» **AIM OF THE EXERCISE**: What do the lines say, reproduced word for word, from the first of the entries below through the line bearing "impl ValidateNode for StyleList"?

» **RECORDS PROVIDED**:
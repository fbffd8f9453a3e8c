use crate::prelude::*;
use derive_more::{Deref, IntoIterator};

///
/// StyleList
///

#[derive(Clone, Debug, Default, Deref, IntoIterator, Serialize)]
pub struct StyleList(#[into_iterator(owned, ref)] Vec<Style>);

impl StyleList {
    #[must_use]
    pub const fn new(styles: Vec<Style>) -> Self {
        Self(styles)
    }

    #[must_use]
    pub fn get(&self, name: &str) -> Option<&Style> {
        self.0.iter().find(|s| s.name == name)
    }
}

impl ValidateNode for StyleList {}

impl VisitableNode for StyleList {
    fn drive<V: Visitor>(&self, v: &mut V) {
        for node in self {
            node.accept(v);
        }
    }
}

///
/// Style
///
/// A named preset resolved to a stable resource handle. Declaration
/// order is preserved for reproducible generated output.
///

#[derive(Clone, Debug, Serialize)]
pub struct Style {
    pub name: String,

    pub resource: ResourceId,

    #[serde(skip)]
    pub span: Span,
}

impl ValidateNode for Style {
    fn validate(&self) -> Result<(), ErrorTree> {
        let mut errs = ErrorTree::new();

        if self.name.is_empty() {
            errs.add_spanned(self.span, "style name must not be empty");
        }

        errs.result()
    }
}

impl VisitableNode for Style {
    fn route_key(&self) -> String {
        self.name.clone()
    }
}
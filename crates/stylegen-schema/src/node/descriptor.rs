use crate::{prelude::*, validate::naming};

///
/// Descriptor
///
/// Identity of one styleable declaration: where it lives, what it is
/// called, and the styleable resource name it maps to. Pure projection
/// of scanner data; construction cannot fail.
///

#[derive(Clone, Debug, Serialize)]
pub struct Descriptor {
    pub namespace: String,

    #[serde(serialize_with = "crate::node::ser_ident")]
    pub ident: Ident,

    #[serde(serialize_with = "crate::node::ser_path")]
    pub ty: Path,

    pub resource_name: String,
}

impl Descriptor {
    #[must_use]
    pub fn from_decl(decl: &Declaration) -> Self {
        Self {
            namespace: crate::node::path_text(&decl.namespace),
            ident: decl.ident.clone(),
            ty: decl.path(),
            resource_name: decl.args.resource_name(),
        }
    }

    /// Stable textual key for this declaration's type handle.
    #[must_use]
    pub fn route(&self) -> String {
        crate::node::path_text(&self.ty)
    }
}

impl ValidateNode for Descriptor {
    fn validate(&self) -> Result<(), ErrorTree> {
        let mut errs = ErrorTree::new();
        let ident = self.ident.to_string();

        if ident.len() > MAX_TYPE_NAME_LEN {
            err!(errs, "type name '{ident}' exceeds max length {MAX_TYPE_NAME_LEN}");
        }
        if !ident.is_ascii() {
            err!(errs, "type name '{ident}' must be ASCII");
        }
        if !self.resource_name.is_empty() {
            naming::validate_resource_name(&mut errs, &self.resource_name);
        }

        errs.result()
    }
}

impl VisitableNode for Descriptor {}

///
/// TESTS
///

» **RESPONSE TO THE TASK**:
repository fbffd8f9453a3e8c
use crate::prelude::*;
use derive_more::{Deref, IntoIterator};

///
/// StyleList
///

#[derive(Clone, Debug, Default, Deref, IntoIterator, Serialize)]
pub struct StyleList(#[into_iterator(owned, ref)] Vec<Style>);

impl StyleList {
    #[must_use]
    pub const fn new(styles: Vec<Style>) -> Self {
        Self(styles)
    }

    #[must_use]
    pub fn get(&self, name: &str) -> Option<&Style> {
        self.0.iter().find(|s| s.name == name)
    }
}

impl ValidateNode for StyleList {}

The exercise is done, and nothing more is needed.